■ **YOUR OBJECTIVE**
Please transcribe the listing in its entirety, character for character.

■ **DATA EXTRACTS**
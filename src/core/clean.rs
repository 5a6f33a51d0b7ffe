use std::borrow::Cow;

use super::kind::{CNPJ_LENGTH, CPF_LENGTH};

/// Largest raw input, in bytes, that [`clean`] and the validators will
/// process. Generous for any formatted document (`"12.ABC.345/01DE-35"` is
/// 18 bytes) while bounding the work done on hostile input.
pub const MAX_INPUT_SIZE: usize = 1000;

/// Whether `text` is already in canonical form: 11 ASCII digits, or 14
/// characters of ASCII digits and uppercase letters. Lowercase letters
/// always fail this check.
pub(crate) fn is_already_clean(text: &str) -> bool {
    let bytes = text.as_bytes();
    match bytes.len() {
        CPF_LENGTH => bytes.iter().all(u8::is_ascii_digit),
        CNPJ_LENGTH => bytes
            .iter()
            .all(|b| b.is_ascii_digit() || b.is_ascii_uppercase()),
        _ => false,
    }
}

/// Keep ASCII digits and letters, upper-casing the latter; drop the rest.
pub(crate) fn clean_slow(text: &str) -> String {
    text.chars()
        .filter_map(|c| match c {
            '0'..='9' | 'A'..='Z' => Some(c),
            'a'..='z' => Some(c.to_ascii_uppercase()),
            _ => None,
        })
        .collect()
}

/// Normalize a CPF or CNPJ for validation.
///
/// Strips punctuation, whitespace, control and non-ASCII characters and
/// upper-cases ASCII letters. A result of exactly 11 characters is treated
/// as a CPF and loses any letters, so a stray letter surfaces as a length
/// error rather than a misread digit.
///
/// Input that is already canonical is returned borrowed. Input longer than
/// [`MAX_INPUT_SIZE`] yields an empty string.
///
/// ```rust
/// use brdoc::core::clean;
///
/// assert_eq!(clean("716.566.867-59"), "71656686759");
/// assert_eq!(clean("12.abc.345/01de-35"), "12ABC34501DE35");
/// ```
pub fn clean(text: &str) -> Cow<'_, str> {
    if text.is_empty() || text.len() > MAX_INPUT_SIZE {
        return Cow::Borrowed("");
    }

    if is_already_clean(text) {
        return Cow::Borrowed(text);
    }

    let mut cleaned = clean_slow(text);
    if cleaned.len() == CPF_LENGTH {
        cleaned.retain(|c| c.is_ascii_digit());
    }
    Cow::Owned(cleaned)
}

■ **OUTPUT FOR THIS TASK**
filename src/core/clean.rs
repository 5a6f33a51d0b7ffe
use std::borrow::Cow;

use super::kind::{CNPJ_LENGTH, CPF_LENGTH};

/// Largest raw input, in bytes, that [`clean`] and the validators will
/// process. Generous for any formatted document (`"12.ABC.345/01DE-35"` is
/// 18 bytes) while bounding the work done on hostile input.
pub const MAX_INPUT_SIZE: usize = 1000;

/// Whether `text` is already in canonical form: 11 ASCII digits, or 14
/// characters of ASCII digits and uppercase letters. Lowercase letters
/// always fail this check.
pub(crate) fn is_already_clean(text: &str) -> bool {
    let bytes = text.as_bytes();
    match bytes.len() {
        CPF_LENGTH => bytes.iter().all(u8::is_ascii_digit),
        CNPJ_LENGTH => bytes
            .iter()
            .all(|b| b.is_ascii_digit() || b.is_ascii_uppercase()),
        _ => false,
    }
}

/// Keep ASCII digits and letters, upper-casing the latter; drop the rest.
pub(crate) fn clean_slow(text: &str) -> String {
    text.chars()
        .filter_map(|c| match c {
            '0'..='9' | 'A'..='Z' => Some(c),
            'a'..='z' => Some(c.to_ascii_uppercase()),
            _ => None,
        })
        .collect()
}

/// Normalize a CPF or CNPJ for validation.
///
/// Strips punctuation, whitespace, control and non-ASCII characters and
/// upper-cases ASCII letters. A result of exactly 11 characters is treated
/// as a CPF and loses any letters, so a stray letter surfaces as a length
/// error rather than a misread digit.
///
/// Input that is already canonical is returned borrowed. Input longer than
/// [`MAX_INPUT_SIZE`] yields an empty string.
///
/// ```rust
/// use brdoc::core::clean;
///
/// assert_eq!(clean("716.566.867-59"), "71656686759");
/// assert_eq!(clean("12.abc.345/01de-35"), "12ABC34501DE35");
/// ```
pub fn clean(text: &str) -> Cow<'_, str> {
    if text.is_empty() || text.len() > MAX_INPUT_SIZE {
        return Cow::Borrowed("");
    }

    if is_already_clean(text) {
        return Cow::Borrowed(text);
    }

    let mut cleaned = clean_slow(text);
    if cleaned.len() == CPF_LENGTH {
        cleaned.retain(|c| c.is_ascii_digit());
    }
    Cow::Owned(cleaned)
}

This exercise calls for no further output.